### ASSIGNED TASK:
If a line in the entries below contains "clippy", copy it.

### SUPPLIED DATA:
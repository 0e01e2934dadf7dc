use async_trait::async_trait;
use baton_core::{content_hash, ArtifactRef, BatonError, BatonResult};
use parking_lot::RwLock;
use std::collections::HashMap;
use std::path::{Path, PathBuf};
use tokio::io::AsyncWriteExt;
use tracing::debug;
use uuid::Uuid;

const MEMORY_SCHEME: &str = "mem://";
const INDEX_FILE: &str = "index.jsonl";

/// Storage for artifact content. Tasks only ever carry [`ArtifactRef`]
/// pointers; the bytes live here.
#[async_trait]
pub trait ArtifactStore: Send + Sync {
    /// Stores `content` as `name` for `task_id` and returns its reference.
    async fn put(
        &self,
        task_id: Uuid,
        kind: &str,
        name: &str,
        content: &[u8],
    ) -> BatonResult<ArtifactRef>;

    /// Loads the content behind `artifact`, checking it against the recorded
    /// hash.
    async fn fetch(&self, artifact: &ArtifactRef) -> BatonResult<Vec<u8>>;

    /// References stored for a task, in storage order.
    async fn list_for_task(&self, task_id: Uuid) -> BatonResult<Vec<ArtifactRef>>;
}

/// File name of an artifact: the last segment of its location.
pub fn artifact_name(artifact: &ArtifactRef) -> &str {
    artifact
        .location
        .rsplit(['/', '\\'])
        .next()
        .unwrap_or(artifact.location.as_str())
}

fn check_name(name: &str) -> BatonResult<()> {
    if name.is_empty()
        || name == "."
        || name == ".."
        || name.contains(['/', '\\', '\0'])
        || name == INDEX_FILE
    {
        return Err(BatonError::Protocol(format!(
            "invalid artifact name '{name}'"
        )));
    }
    Ok(())
}

fn verify(artifact: &ArtifactRef, content: Vec<u8>) -> BatonResult<Vec<u8>> {
    let actual = content_hash(&content);
    if actual != artifact.content_hash {
        return Err(BatonError::Integrity(format!(
            "artifact {} at {}: expected sha256 {}, found {actual}",
            artifact.id, artifact.location, artifact.content_hash
        )));
    }
    Ok(content)
}

/// In-memory artifact store for tests and short-lived runs.
#[derive(Default)]
pub struct InMemoryArtifactStore {
    // location -> (reference, content)
    entries: RwLock<HashMap<String, (ArtifactRef, Vec<u8>)>>,
    order: RwLock<Vec<String>>,
}

impl InMemoryArtifactStore {
    /// Creates an empty store.
    pub fn new() -> Self {
        Self::default()
    }

    /// Replaces stored bytes without updating the reference. Test hook for
    /// integrity failures.
    pub fn tamper(&self, location: &str, content: &[u8]) -> bool {
        match self.entries.write().get_mut(location) {
            Some(entry) => {
                entry.1 = content.to_vec();
                true
            }
            None => false,
        }
    }
}

#[async_trait]
impl ArtifactStore for InMemoryArtifactStore {
    async fn put(
        &self,
        task_id: Uuid,
        kind: &str,
        name: &str,
        content: &[u8],
    ) -> BatonResult<ArtifactRef> {
        check_name(name)?;
        let location = format!("{MEMORY_SCHEME}{task_id}/{name}");
        let artifact = ArtifactRef::for_content(task_id, kind, &location, content);
        let previous = self
            .entries
            .write()
            .insert(location.clone(), (artifact.clone(), content.to_vec()));
        if previous.is_none() {
            self.order.write().push(location);
        }
        Ok(artifact)
    }

    async fn fetch(&self, artifact: &ArtifactRef) -> BatonResult<Vec<u8>> {
        let content = self
            .entries
            .read()
            .get(&artifact.location)
            .map(|(_, content)| content.clone())
            .ok_or_else(|| {
                BatonError::Integrity(format!("artifact not found at {}", artifact.location))
            })?;
        verify(artifact, content)
    }

    async fn list_for_task(&self, task_id: Uuid) -> BatonResult<Vec<ArtifactRef>> {
        let entries = self.entries.read();
        Ok(self
            .order
            .read()
            .iter()
            .filter_map(|loc| entries.get(loc))
            .filter(|(a, _)| a.task_id == task_id)
            .map(|(a, _)| a.clone())
            .collect())
    }
}

/// Filesystem artifact store: `<root>/<task_id>/<name>` plus a per-task
/// `index.jsonl` of references.
pub struct FsArtifactStore {
    root: PathBuf,
}

impl FsArtifactStore {
    /// Opens (and creates) a store rooted at `root`.
    pub async fn new(root: impl Into<PathBuf>) -> BatonResult<Self> {
        let root = root.into();
        tokio::fs::create_dir_all(&root).await?;
        let root = tokio::fs::canonicalize(&root).await?;
        Ok(Self { root })
    }

    /// Store root.
    pub fn root(&self) -> &Path {
        &self.root
    }

    fn task_dir(&self, task_id: Uuid) -> PathBuf {
        self.root.join(task_id.to_string())
    }

    fn resolve(&self, artifact: &ArtifactRef) -> BatonResult<PathBuf> {
        let name = artifact_name(artifact);
        check_name(name)?;
        let path = self.task_dir(artifact.task_id).join(name);
        if Path::new(&artifact.location) != path {
            return Err(BatonError::Integrity(format!(
                "artifact {} is not stored under {}",
                artifact.id,
                self.root.display()
            )));
        }
        Ok(path)
    }
}

#[async_trait]
impl ArtifactStore for FsArtifactStore {
    async fn put(
        &self,
        task_id: Uuid,
        kind: &str,
        name: &str,
        content: &[u8],
    ) -> BatonResult<ArtifactRef> {
        check_name(name)?;
        let dir = self.task_dir(task_id);
        tokio::fs::create_dir_all(&dir).await?;
        let path = dir.join(name);
        tokio::fs::write(&path, content).await?;

        let artifact =
            ArtifactRef::for_content(task_id, kind, path.to_string_lossy().as_ref(), content);
        let mut line = serde_json::to_string(&artifact)?;
        line.push('\n');
        let mut index = tokio::fs::OpenOptions::new()
            .create(true)
            .append(true)
            .open(dir.join(INDEX_FILE))
            .await?;
        index.write_all(line.as_bytes()).await?;
        index.flush().await?;

        debug!(task_id = %task_id, name = %name, size = content.len(), "ArtifactStore: stored");
        Ok(artifact)
    }

    async fn fetch(&self, artifact: &ArtifactRef) -> BatonResult<Vec<u8>> {
        let path = self.resolve(artifact)?;
        let content = match tokio::fs::read(&path).await {
            Ok(content) => content,
            Err(e) if e.kind() == std::io::ErrorKind::NotFound => {
                return Err(BatonError::Integrity(format!(
                    "artifact not found at {}",
                    artifact.location
                )))
            }
            Err(e) => return Err(e.into()),
        };
        verify(artifact, content)
    }

    async fn list_for_task(&self, task_id: Uuid) -> BatonResult<Vec<ArtifactRef>> {
        let index = self.task_dir(task_id).join(INDEX_FILE);
        if !tokio::fs::try_exists(&index).await? {
            return Ok(Vec::new());
        }
        let text = tokio::fs::read_to_string(&index).await?;
        // Later entries for the same location supersede earlier ones.
        let mut refs: Vec<ArtifactRef> = Vec::new();
        for line in text.lines().filter(|l| !l.trim().is_empty()) {
            let artifact: ArtifactRef = serde_json::from_str(line)?;
            refs.retain(|a| a.location != artifact.location);
            refs.push(artifact);
        }
        Ok(refs)
    }
}

#[cfg(test)]
#[allow(clippy::unwrap_used, clippy::expect_used)]
mod tests {
    use super::*;

    async fn exercise(store: &dyn ArtifactStore) {
        let task = Uuid::new_v4();
        let a = store.put(task, "script", "run.sh", b"echo ok").await.unwrap();
        assert_eq!(a.content_hash, content_hash(b"echo ok"));
        assert_eq!(a.size, 7);
        assert_eq!(artifact_name(&a), "run.sh");
        assert_eq!(store.fetch(&a).await.unwrap(), b"echo ok");

        store.put(task, "doc", "notes.md", b"# notes").await.unwrap();
        store.put(Uuid::new_v4(), "doc", "other.md", b"x").await.unwrap();
        let listed = store.list_for_task(task).await.unwrap();
        assert_eq!(listed.len(), 2);
        assert_eq!(listed[0].id, a.id);

        let mut forged = a.clone();
        forged.content_hash = content_hash(b"something else");
        assert!(matches!(
            store.fetch(&forged).await,
            Err(BatonError::Integrity(_))
        ));

        assert!(store.put(task, "doc", "../escape", b"x").await.is_err());
        assert!(store.put(task, "doc", "", b"x").await.is_err());
    }

    #[tokio::test]
    async fn test_in_memory_store() {
        let store = InMemoryArtifactStore::new();
        exercise(&store).await;

        let task = Uuid::new_v4();
        let a = store.put(task, "code", "lib.rs", b"fn a() {}").await.unwrap();
        assert!(store.tamper(&a.location, b"fn b() {}"));
        assert!(matches!(store.fetch(&a).await, Err(BatonError::Integrity(_))));
    }

    #[tokio::test]
    async fn test_fs_store() {
        let dir = tempfile::tempdir().unwrap();
        let store = FsArtifactStore::new(dir.path()).await.unwrap();
        exercise(&store).await;

        let task = Uuid::new_v4();
        let first = store.put(task, "code", "lib.rs", b"v1").await.unwrap();
        let second = store.put(task, "code", "lib.rs", b"v2").await.unwrap();
        let listed = store.list_for_task(task).await.unwrap();
        assert_eq!(listed.len(), 1);
        assert_eq!(listed[0].id, second.id);
        assert!(store.fetch(&first).await.is_err());

        let mut outside = second.clone();
        outside.location = "/etc/passwd".into();
        assert!(matches!(
            store.fetch(&outside).await,
            Err(BatonError::Integrity(_))
        ));
    }
}
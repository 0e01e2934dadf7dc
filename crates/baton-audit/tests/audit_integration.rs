#![allow(clippy::unwrap_used, clippy::expect_used)]

use async_trait::async_trait;
use baton_audit::{
    ArtifactStore, AuditConfig, AuditDecision, AuditPipeline, AuditResultStore, AuditStage,
    InMemoryArtifactStore, ProcessSandbox, ProcessSandboxConfig, Sandbox, SandboxLimits,
    SandboxReport, SandboxRequest, StageOutcome,
};
use baton_core::{BatonError, BatonResult, ProtocolBinding, Task};
use std::sync::atomic::{AtomicUsize, Ordering};
use std::sync::Arc;
use std::time::{Duration, Instant};
use tokio_util::sync::CancellationToken;
use uuid::Uuid;

fn task() -> Task {
    Task::new(
        Uuid::new_v4(),
        "coordinator",
        "coder",
        "implement",
        ProtocolBinding::Internal,
        chrono::Duration::minutes(5),
    )
}

async fn with_artifact(
    store: &InMemoryArtifactStore,
    kind: &str,
    name: &str,
    content: &str,
) -> Task {
    let mut task = task();
    let artifact = store
        .put(task.id, kind, name, content.as_bytes())
        .await
        .unwrap();
    task.artifacts.push(artifact);
    task
}

fn process_sandbox() -> Arc<dyn Sandbox> {
    Arc::new(
        ProcessSandbox::new(ProcessSandboxConfig {
            isolate_network: false,
            ..ProcessSandboxConfig::default()
        })
        .unwrap(),
    )
}

/// Records every request and answers with a fixed outcome.
struct CountingSandbox {
    calls: AtomicUsize,
    cancelled: bool,
}

impl CountingSandbox {
    fn new() -> Self {
        Self {
            calls: AtomicUsize::new(0),
            cancelled: false,
        }
    }
}

#[async_trait]
impl Sandbox for CountingSandbox {
    fn name(&self) -> &str {
        "counting"
    }

    async fn execute(
        &self,
        request: &SandboxRequest,
        _cancel: &CancellationToken,
    ) -> BatonResult<SandboxReport> {
        self.calls.fetch_add(1, Ordering::SeqCst);
        if self.cancelled {
            return Err(BatonError::Cancelled(format!("run for {}", request.task_id)));
        }
        Ok(SandboxReport {
            exit_code: 0,
            stdout: String::new(),
            stderr: String::new(),
            duration_ms: 1,
        })
    }
}

const CLEAN_SCRIPT: &str = "#!/bin/sh\nset -e\necho \"sum: $((2 + 2))\"\n";

// ---------------------------------------------------------------------------
// Decisions
// ---------------------------------------------------------------------------

#[tokio::test]
async fn test_clean_script_is_go() {
    let store = Arc::new(InMemoryArtifactStore::new());
    let task = with_artifact(&store, "script", "run.sh", CLEAN_SCRIPT).await;
    let pipeline = AuditPipeline::new(store, process_sandbox(), AuditConfig::default()).unwrap();

    let result = pipeline
        .audit(&task, 1, &CancellationToken::new())
        .await
        .unwrap();

    assert_eq!(result.decision, AuditDecision::Go, "{result:?}");
    assert_eq!(result.task_id, task.id);
    assert_eq!(result.attempt, 1);
    let order: Vec<AuditStage> = result.stages.iter().map(|s| s.stage).collect();
    assert_eq!(order, AuditStage::ALL.to_vec());
    assert!(result
        .stages
        .iter()
        .all(|s| s.outcome == StageOutcome::Passed));
    assert_eq!(result.stage(AuditStage::TheaterScan).unwrap().score, Some(0.0));

    let metrics = pipeline.metrics();
    assert_eq!(metrics.sandbox.passed, 1);
    assert_eq!(metrics.go, 1);
}

#[tokio::test]
async fn test_ignored_failure_is_caution_and_reviewable() {
    let store = Arc::new(InMemoryArtifactStore::new());
    let script = "#!/bin/sh\nrm -f missing.txt || true\necho done\n";
    let task = with_artifact(&store, "script", "cleanup.sh", script).await;
    let pipeline = AuditPipeline::new(store, process_sandbox(), AuditConfig::default()).unwrap();

    let result = pipeline
        .audit(&task, 1, &CancellationToken::new())
        .await
        .unwrap();
    assert_eq!(result.decision, AuditDecision::Caution, "{result:?}");
    let compliance = result.stage(AuditStage::Compliance).unwrap();
    assert!((compliance.score.unwrap() - 0.94).abs() < 1e-9);
    assert_eq!(result.findings_for(AuditStage::Compliance)[0].rule, "ignored-failure");

    let audits = AuditResultStore::new();
    audits.record(result.clone()).unwrap();
    assert_eq!(audits.pending_cautions().len(), 1);
    let decision = audits.decide_caution(result.id, true, "lead").unwrap();
    assert!(decision.accepted);
    assert!(audits.decide_caution(result.id, false, "lead").is_err());
}

#[tokio::test]
async fn test_result_payload_audited_without_sandbox() {
    let sandbox = Arc::new(CountingSandbox::new());
    let pipeline = AuditPipeline::new(
        Arc::new(InMemoryArtifactStore::new()),
        sandbox.clone(),
        AuditConfig::default(),
    )
    .unwrap();
    let mut task = task();
    task.result = Some(serde_json::json!({"verdict": "approve", "notes": "looks right"}));

    let result = pipeline
        .audit(&task, 1, &CancellationToken::new())
        .await
        .unwrap();
    assert_eq!(result.decision, AuditDecision::Go);
    assert_eq!(
        result.stage(AuditStage::Sandbox).unwrap().outcome,
        StageOutcome::Skipped
    );
    assert_eq!(sandbox.calls.load(Ordering::SeqCst), 0);
}

#[tokio::test]
async fn test_task_without_output_is_no_go() {
    let pipeline = AuditPipeline::new(
        Arc::new(InMemoryArtifactStore::new()),
        Arc::new(CountingSandbox::new()),
        AuditConfig::default(),
    )
    .unwrap();
    let result = pipeline
        .audit(&task(), 1, &CancellationToken::new())
        .await
        .unwrap();
    assert_eq!(result.decision, AuditDecision::NoGo);
    assert_eq!(result.failing_stage(), Some(AuditStage::TheaterScan));
    assert!(result.findings.iter().any(|f| f.rule == "no-output"));
}

// ---------------------------------------------------------------------------
// Short-circuiting
// ---------------------------------------------------------------------------

#[tokio::test]
async fn test_theater_failure_skips_later_stages() {
    let store = Arc::new(InMemoryArtifactStore::new());
    let code = "def test_add():\n    assert True\n    print(\"All tests passed\")\n";
    let task = with_artifact(&store, "python", "test_add.py", code).await;
    let sandbox = Arc::new(CountingSandbox::new());
    let pipeline = AuditPipeline::new(store, sandbox.clone(), AuditConfig::default()).unwrap();

    let result = pipeline
        .audit(&task, 2, &CancellationToken::new())
        .await
        .unwrap();

    assert_eq!(result.decision, AuditDecision::NoGo);
    assert_eq!(result.failing_stage(), Some(AuditStage::TheaterScan));
    assert_eq!(result.stage(AuditStage::TheaterScan).unwrap().score, Some(50.0));
    assert_eq!(
        result.stage(AuditStage::Sandbox).unwrap().outcome,
        StageOutcome::Skipped
    );
    assert_eq!(
        result.stage(AuditStage::Compliance).unwrap().outcome,
        StageOutcome::Skipped
    );
    assert_eq!(sandbox.calls.load(Ordering::SeqCst), 0);
    assert!(result
        .findings
        .iter()
        .any(|f| f.rule == "always-true-assert" && f.line == Some(2)));

    let metrics = pipeline.metrics();
    assert_eq!(metrics.theater_scan.failed, 1);
    assert_eq!(metrics.sandbox.skipped, 1);
    assert_eq!(metrics.compliance.skipped, 1);
    assert_eq!(metrics.no_go, 1);
}

#[tokio::test]
async fn test_tampered_artifact_is_no_go() {
    let store = Arc::new(InMemoryArtifactStore::new());
    let task = with_artifact(&store, "script", "run.sh", CLEAN_SCRIPT).await;
    assert!(store.tamper(&task.artifacts[0].location, b"echo swapped\n"));
    let sandbox = Arc::new(CountingSandbox::new());
    let pipeline = AuditPipeline::new(store, sandbox.clone(), AuditConfig::default()).unwrap();

    let result = pipeline
        .audit(&task, 1, &CancellationToken::new())
        .await
        .unwrap();
    assert_eq!(result.decision, AuditDecision::NoGo);
    assert!(result.findings.iter().any(|f| f.rule == "artifact-integrity"));
    assert_eq!(sandbox.calls.load(Ordering::SeqCst), 0);
}

#[tokio::test]
async fn test_sandbox_timeout_is_no_go() {
    let store = Arc::new(InMemoryArtifactStore::new());
    let task = with_artifact(&store, "script", "slow.sh", "#!/bin/sh\nsleep 5\n").await;
    let config = AuditConfig {
        limits: SandboxLimits {
            timeout_ms: 300,
            ..SandboxLimits::default()
        },
        ..AuditConfig::default()
    };
    let pipeline = AuditPipeline::new(store, process_sandbox(), config).unwrap();

    let started = Instant::now();
    let result = pipeline
        .audit(&task, 1, &CancellationToken::new())
        .await
        .unwrap();
    assert!(started.elapsed() < Duration::from_secs(4));

    assert_eq!(result.decision, AuditDecision::NoGo);
    assert_eq!(result.failing_stage(), Some(AuditStage::Sandbox));
    assert_eq!(
        result.stage(AuditStage::Compliance).unwrap().outcome,
        StageOutcome::Skipped
    );
    let faults = result.findings_for(AuditStage::Sandbox);
    let fault = faults[0];
    assert_eq!(fault.rule, "sandbox-fault");
    assert!(fault.message.contains("timed out"), "{}", fault.message);
}

#[tokio::test]
async fn test_failing_script_is_no_go() {
    let store = Arc::new(InMemoryArtifactStore::new());
    let script = "#!/bin/sh\necho \"bad input\" >&2\nexit 3\n";
    let task = with_artifact(&store, "script", "check.sh", script).await;
    let pipeline = AuditPipeline::new(store, process_sandbox(), AuditConfig::default()).unwrap();

    let result = pipeline
        .audit(&task, 1, &CancellationToken::new())
        .await
        .unwrap();
    assert_eq!(result.decision, AuditDecision::NoGo);
    let findings = result.findings_for(AuditStage::Sandbox);
    let finding = findings[0];
    assert_eq!(finding.rule, "nonzero-exit");
    assert!(finding.message.contains("status 3"));
    assert!(finding.message.contains("bad input"));
}

#[tokio::test]
async fn test_cancelled_audit_records_nothing() {
    let store = Arc::new(InMemoryArtifactStore::new());
    let task = with_artifact(&store, "script", "run.sh", CLEAN_SCRIPT).await;
    let sandbox = Arc::new(CountingSandbox {
        calls: AtomicUsize::new(0),
        cancelled: true,
    });
    let pipeline = AuditPipeline::new(store, sandbox, AuditConfig::default()).unwrap();

    let err = pipeline
        .audit(&task, 1, &CancellationToken::new())
        .await
        .unwrap_err();
    assert!(matches!(err, BatonError::Cancelled(_)));
    let metrics = pipeline.metrics();
    assert_eq!(metrics.go + metrics.caution + metrics.no_go, 0);
}

// ---------------------------------------------------------------------------
// Resource cleanup
// ---------------------------------------------------------------------------

#[cfg(target_os = "linux")]
fn is_live(pid: u32) -> bool {
    std::fs::read_to_string(format!("/proc/{pid}/stat"))
        .ok()
        .and_then(|stat| stat.rsplit_once(") ").map(|(_, rest)| !rest.starts_with('Z')))
        .unwrap_or(false)
}

#[cfg(target_os = "linux")]
async fn wait_gone(pid: u32) -> bool {
    for _ in 0..100 {
        if !is_live(pid) {
            return true;
        }
        tokio::time::sleep(Duration::from_millis(20)).await;
    }
    false
}

#[cfg(target_os = "linux")]
fn marker_request(script: &str, timeout_ms: u64) -> SandboxRequest {
    SandboxRequest {
        task_id: Uuid::new_v4(),
        command: vec!["sh".into(), "run.sh".into()],
        inputs: vec![baton_audit::SandboxInput {
            name: "run.sh".into(),
            content: script.as_bytes().to_vec(),
        }],
        limits: SandboxLimits {
            timeout_ms,
            ..SandboxLimits::default()
        },
    }
}

#[cfg(target_os = "linux")]
#[tokio::test]
async fn test_grandchildren_do_not_outlive_a_clean_run() {
    // The nested shell exits at once, leaving its sleep orphaned.
    let script = "sh -c 'sleep 317 & echo \"$!\"'\npwd\n";
    let report = process_sandbox()
        .execute(&marker_request(script, 10_000), &CancellationToken::new())
        .await
        .unwrap();
    assert!(report.success());

    let lines: Vec<&str> = report.stdout.lines().collect();
    assert_eq!(lines.len(), 2, "{}", report.stdout);
    let pid: u32 = lines[0].parse().unwrap();
    assert!(wait_gone(pid).await, "grandchild {pid} survived the run");
    assert!(!std::path::Path::new(lines[1]).exists());
}

#[cfg(target_os = "linux")]
#[tokio::test]
async fn test_cancelled_run_releases_processes_and_scratch() {
    let marks = tempfile::tempdir().unwrap();
    let pid_file = marks.path().join("bg.pid");
    let dir_file = marks.path().join("scratch.dir");
    let script = format!(
        "sh -c 'sleep 317 & echo \"$!\" > {}'\npwd > '{}'\nsleep 30\n",
        pid_file.display(),
        dir_file.display()
    );

    let cancel = CancellationToken::new();
    let trigger = cancel.clone();
    let watched = dir_file.clone();
    tokio::spawn(async move {
        while !watched.exists() {
            tokio::time::sleep(Duration::from_millis(20)).await;
        }
        tokio::time::sleep(Duration::from_millis(50)).await;
        trigger.cancel();
    });
    let err = process_sandbox()
        .execute(&marker_request(&script, 20_000), &cancel)
        .await
        .unwrap_err();
    assert!(matches!(err, BatonError::Cancelled(_)), "{err}");

    let pid: u32 = std::fs::read_to_string(&pid_file)
        .unwrap()
        .trim()
        .parse()
        .unwrap();
    assert!(wait_gone(pid).await, "grandchild {pid} survived cancellation");
    let scratch = std::fs::read_to_string(&dir_file).unwrap();
    assert!(!std::path::Path::new(scratch.trim()).exists());
}

// ---------------------------------------------------------------------------
// Configuration
// ---------------------------------------------------------------------------

#[test]
fn test_config_defaults_and_validation() {
    let config: AuditConfig = serde_json::from_str("{}").unwrap();
    assert_eq!(config, AuditConfig::default());
    assert_eq!(config.theater_threshold, 40.0);
    assert_eq!(config.runners["script"], vec!["sh".to_string()]);

    let bad = AuditConfig {
        theater_threshold: 0.0,
        ..AuditConfig::default()
    };
    let built = AuditPipeline::new(
        Arc::new(InMemoryArtifactStore::new()),
        Arc::new(CountingSandbox::new()),
        bad,
    );
    assert!(matches!(built, Err(BatonError::Config(_))));
}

### EXERCISE RESULT:
#[allow(clippy::unwrap_used, clippy::expect_used)]
#![allow(clippy::unwrap_used, clippy::expect_used)]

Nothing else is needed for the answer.